- **EXTRACTED DATA**:
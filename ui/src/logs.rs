//! Logging to the javascript console.

use tracing_subscriber::{EnvFilter, prelude::*};
use tracing_web::MakeWebConsoleWriter;

/// Initialize logging. Call once, before rendering.
pub fn init_logging() {
    let env_filter = EnvFilter::new("error,ui=debug,gallery=debug");

    let fmt_layer = tracing_subscriber::fmt::layer()
        .with_line_number(true)
        .with_ansi(false) // Only partially supported across browsers
        .without_time() // std::time is not available in browsers
        .with_writer(MakeWebConsoleWriter::new().with_pretty_level())
        .with_level(false);

    tracing_subscriber::registry()
        .with(env_filter)
        .with(fmt_layer)
        .init();

    tracing::info!("Initialized logs");
}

- **ABOUT THIS EXERCISE**: For each line above that carries the word "browsers", copy it out.

- **RESULT OF THIS TASK**:
        .with_ansi(false) // Only partially supported across browsers
        .without_time() // std::time is not available in browsers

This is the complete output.